[PYTHON] Make a cascade classifier with google colaboratory

I started studying OpenCV image recognition and wanted to make my own cascade classifier, but I can't help computing with my own PC. When I was thinking about that, I learned about the GPU provided by google Colaboratory and decided to take over the calculation.

0. This goal

Create a cascade classifier that recognizes the violin family from the photos below using google colaboratory. Ideally, you should be able to distinguish between violin, viola, cello, and contrabass, but it's hard to demand that even someone (who doesn't know much about classical music) do something difficult, so the hurdle is low. are doing.

instruments.jpg

1. Preparation

1-1. Preparation of google colab environment 1-2. Preparation of image data 1-3. Download mergevec.py

1-1. Preparation of google colab environment

goole colab creates a new notebook in any folder on google drive. This time I will work in / drive (My Drive) / Colab Notebooks / opencv / instruments /.

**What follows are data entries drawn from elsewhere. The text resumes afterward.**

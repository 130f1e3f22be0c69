//! Integration tests for the REST client against an in-process mock server.

use std::io::{BufRead, BufReader, Read, Write};
use std::net::{SocketAddr, TcpListener, TcpStream};
use std::sync::mpsc;
use std::thread;
use std::time::Duration;

use rstest::{fixture, rstest};
use serial_test::serial;
use ureq::AgentBuilder;

use super::*;
use crate::error::{ClientError, ErrorClass, PublishError};

const TOPIC: &str = "projects/test-project/topics/test-topic";

#[derive(Debug)]
struct CapturedRequest {
    method: String,
    path: String,
    headers: Vec<(String, String)>,
    body: String,
}

impl CapturedRequest {
    fn header(&self, name: &str) -> Option<&str> {
        self.headers
            .iter()
            .find(|(k, _)| k == name)
            .map(|(_, v)| v.as_str())
    }
}

/// A canned response: status code and JSON body.
type Reply = (u16, &'static str);

fn status_text(code: u16) -> &'static str {
    match code {
        200 => "OK",
        403 => "Forbidden",
        404 => "Not Found",
        429 => "Too Many Requests",
        500 => "Internal Server Error",
        503 => "Service Unavailable",
        _ => "Unknown",
    }
}

fn parse_header_line(line: &str) -> Option<(String, String)> {
    let line = line.trim();
    if line.is_empty() {
        return None;
    }
    line.split_once(':')
        .map(|(key, value)| (key.trim().to_lowercase(), value.trim().to_string()))
}

fn read_http_request(stream: &mut TcpStream) -> CapturedRequest {
    let _ = stream.set_read_timeout(Some(Duration::from_secs(5)));
    let mut reader = BufReader::new(stream.try_clone().expect("clone stream"));

    let mut request_line = String::new();
    reader
        .read_line(&mut request_line)
        .expect("read request line");
    let parts: Vec<&str> = request_line.trim().split(' ').collect();
    let method = parts.first().unwrap_or(&"").to_string();
    let path = parts.get(1).unwrap_or(&"").to_string();

    let mut headers = Vec::new();
    let mut content_length = 0usize;
    loop {
        let mut line = String::new();
        reader.read_line(&mut line).expect("read header");
        if line.trim().is_empty() {
            break;
        }
        let Some((key, value)) = parse_header_line(&line) else {
            continue;
        };
        if key == "content-length" {
            content_length = value.parse().unwrap_or(0);
        }
        headers.push((key, value));
    }

    let mut body = vec![0u8; content_length];
    if content_length > 0 {
        reader.read_exact(&mut body).expect("read body");
    }

    CapturedRequest {
        method,
        path,
        headers,
        body: String::from_utf8_lossy(&body).to_string(),
    }
}

/// Serve one connection per canned reply, in order, then stop.
fn spawn_mock_server(
    listener: TcpListener,
    replies: Vec<Reply>,
) -> (SocketAddr, mpsc::Receiver<CapturedRequest>) {
    let addr = listener.local_addr().expect("listener has address");
    let (tx, rx) = mpsc::channel();

    thread::spawn(move || {
        for (status, body) in replies {
            let Ok((mut stream, _)) = listener.accept() else {
                break;
            };
            let captured = read_http_request(&mut stream);
            let response = format!(
                "HTTP/1.1 {} {}\r\nContent-Type: application/json\r\nContent-Length: {}\r\nConnection: close\r\n\r\n{}",
                status,
                status_text(status),
                body.len(),
                body
            );
            let _ = stream.write_all(response.as_bytes());
            let _ = tx.send(captured);
        }
    });

    (addr, rx)
}

#[fixture]
fn tcp_listener() -> TcpListener {
    TcpListener::bind(("127.0.0.1", 0)).expect("bind ephemeral listener")
}

fn client_for(addr: SocketAddr) -> PubsubClient {
    let agent = AgentBuilder::new()
        .timeout(Duration::from_secs(5))
        .build();
    PubsubClient::new(
        agent,
        format!("http://{addr}/v1"),
        Credentials::AccessToken("secret-token".into()),
    )
    .with_retry_policy(RetryPolicy {
        base: Duration::from_millis(2),
        cap: Duration::from_millis(10),
    })
}

fn drain(rx: &mpsc::Receiver<CapturedRequest>) -> Vec<CapturedRequest> {
    let mut requests = Vec::new();
    while let Ok(req) = rx.recv_timeout(Duration::from_millis(300)) {
        requests.push(req);
    }
    requests
}

#[rstest]
fn check_topic_reports_existing_topic(tcp_listener: TcpListener) {
    let (addr, rx) = spawn_mock_server(tcp_listener, vec![(200, r#"{"name":"t"}"#)]);
    let client = client_for(addr);

    assert_eq!(check_topic(&client, TOPIC, 3), Ok(true));

    let req = rx.recv_timeout(Duration::from_secs(5)).expect("request");
    assert_eq!(req.method, "GET");
    assert_eq!(req.path, format!("/v1/{TOPIC}"));
    assert_eq!(req.header("authorization"), Some("Bearer secret-token"));
}

#[rstest]
fn check_topic_returns_false_on_404(tcp_listener: TcpListener) {
    let (addr, _rx) = spawn_mock_server(
        tcp_listener,
        vec![(404, r#"{"error":{"code":404,"message":"Resource not found"}}"#)],
    );
    assert_eq!(check_topic(&client_for(addr), TOPIC, 3), Ok(false));
}

#[rstest]
fn check_topic_propagates_permission_errors(tcp_listener: TcpListener) {
    let (addr, _rx) = spawn_mock_server(
        tcp_listener,
        vec![(403, r#"{"error":{"code":403,"message":"Access not allowed"}}"#)],
    );
    let err = check_topic(&client_for(addr), TOPIC, 3).expect_err("403 must propagate");
    assert_eq!(err, PublishError::status(403, "Access not allowed"));
}

#[rstest]
fn publish_posts_json_body(tcp_listener: TcpListener) {
    let (addr, rx) = spawn_mock_server(tcp_listener, vec![(200, r#"{"messageIds":["1"]}"#)]);
    let body = PublishBody::from_payloads([encode("Test message")]);

    publish_body(&client_for(addr), &body, TOPIC, 3).expect("publish");

    let req = rx.recv_timeout(Duration::from_secs(5)).expect("request");
    assert_eq!(req.method, "POST");
    assert_eq!(req.path, format!("/v1/{TOPIC}:publish"));
    assert_eq!(req.header("content-type"), Some("application/json"));
    let sent: PublishBody = serde_json::from_str(&req.body).expect("json body");
    assert_eq!(sent, body);
}

#[rstest]
fn publish_retries_503_then_succeeds(tcp_listener: TcpListener) {
    let (addr, rx) = spawn_mock_server(
        tcp_listener,
        vec![(503, "{}"), (200, r#"{"messageIds":["1"]}"#)],
    );
    let body = PublishBody::from_payloads([encode("retry test")]);

    publish_body(&client_for(addr), &body, TOPIC, 3).expect("second attempt succeeds");
    assert_eq!(drain(&rx).len(), 2);
}

#[rstest]
fn publish_gives_up_after_retry_count(tcp_listener: TcpListener) {
    let (addr, rx) = spawn_mock_server(tcp_listener, vec![(503, "{}"), (503, "{}"), (503, "{}")]);
    let body = PublishBody::from_payloads([encode("outage")]);

    let err = publish_body(&client_for(addr), &body, TOPIC, 2).expect_err("still failing");
    assert_eq!(err.status_code(), Some(503));
    assert_eq!(err.class(), ErrorClass::Recoverable);
    assert_eq!(drain(&rx).len(), 3);
}

#[rstest]
fn publish_does_not_retry_404(tcp_listener: TcpListener) {
    let (addr, rx) = spawn_mock_server(
        tcp_listener,
        vec![(404, r#"{"error":{"code":404,"message":"Topic not found"}}"#), (200, "{}")],
    );
    let body = PublishBody::from_payloads([encode("gone")]);

    let err = publish_body(&client_for(addr), &body, TOPIC, 3).expect_err("404 is fatal");
    assert_eq!(err, PublishError::status(404, "Topic not found"));
    assert_eq!(err.class(), ErrorClass::Fatal);
    assert_eq!(drain(&rx).len(), 1);
}

#[rstest]
fn publish_rejects_unparseable_response(tcp_listener: TcpListener) {
    let (addr, _rx) = spawn_mock_server(tcp_listener, vec![(200, "not json")]);
    let body = PublishBody::from_payloads([encode("x")]);

    let err = publish_body(&client_for(addr), &body, TOPIC, 0).expect_err("bad response");
    assert!(matches!(err, PublishError::InvalidResponse(_)));
}

#[test]
fn transport_errors_are_retried_then_reported() {
    // Bind then drop to obtain a port nobody listens on.
    let addr = TcpListener::bind(("127.0.0.1", 0))
        .and_then(|l| l.local_addr())
        .expect("ephemeral port");
    let body = PublishBody::from_payloads([encode("x")]);

    let err = publish_body(&client_for(addr), &body, TOPIC, 1).expect_err("refused");
    assert!(matches!(err, PublishError::Transport(_)));
    assert_eq!(err.class(), ErrorClass::Fatal);
}

mod client_discovery {
    use super::*;
    use std::env;

    fn clear_env() {
        // SAFETY: tests touching the environment are serialised.
        unsafe {
            env::remove_var(EMULATOR_HOST_ENV);
            env::remove_var(ACCESS_TOKEN_ENV);
        }
    }

    fn plain_agent() -> Option<ureq::Agent> {
        Some(AgentBuilder::new().build())
    }

    #[test]
    #[serial]
    fn fails_without_credentials() {
        clear_env();
        let err = get_pubsub_client(None, plain_agent()).expect_err("no credentials");
        assert!(matches!(err, ClientError::MissingCredentials));
    }

    #[test]
    #[serial]
    fn emulator_needs_no_credentials() {
        clear_env();
        unsafe { env::set_var(EMULATOR_HOST_ENV, "localhost:8085") };
        let client = get_pubsub_client(None, plain_agent()).expect("emulator client");
        clear_env();
        assert_eq!(client.endpoint(), "http://localhost:8085/v1");
        assert_eq!(client.credentials(), &Credentials::Anonymous);
    }

    #[test]
    #[serial]
    fn reads_token_from_environment() {
        clear_env();
        unsafe { env::set_var(ACCESS_TOKEN_ENV, " ya29.token ") };
        let client = get_pubsub_client(None, plain_agent()).expect("token client");
        clear_env();
        assert_eq!(client.endpoint(), DEFAULT_ENDPOINT);
        assert_eq!(
            client.credentials(),
            &Credentials::AccessToken("ya29.token".into())
        );
    }

    #[test]
    #[serial]
    fn explicit_credentials_win() {
        clear_env();
        let client = get_pubsub_client(Some(Credentials::AccessToken("given".into())), plain_agent())
            .expect("explicit client");
        assert_eq!(client.credentials(), &Credentials::AccessToken("given".into()));
    }

    #[test]
    fn debug_output_redacts_token() {
        let rendered = format!("{:?}", Credentials::AccessToken("secret".into()));
        assert!(!rendered.contains("secret"));
    }
}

The structure of the instruments folder is as follows.

instruments


<DIR>  pos          #Save the correct image
<DIR>  vec          #Create a vec file from the correct image and save it
<DIR>  neg          #Save incorrect image
<DIR>  neglist      #Create and save a list from incorrect images
<DIR>  cascade      #Output training results
       mergevec.py  #Used to combine vec files
       train_flow   #Create a new Colab notebook

1-2. Preparation of image data

** Correct image **

Pick it up yourself or from the net. This time, I prepared 6 processed jpg files of 200 x 300 pixels and stored them in pos.

Va003.jpg

** Incorrect image **

A lot of color images for the time being. This time, I downloaded "2017 Val images" from 50 free Machine Learning Datasets: Image Datasets. A total of about 8000 sheets are prepared.

This is stored in neg, but it takes time to upload and it uses more than 1GB of drive capacity, so it is recommended to reduce the amount depending on the situation.

1-3. Download mergevec.py

Download from github maergevec page.

2. Notebook creation

Create a new colab note called train_flow and create the contents. I want to use GPU, so set the notebook from the edit tab. The calculation speed may differ depending on the type of GPU assigned, but it is omitted here.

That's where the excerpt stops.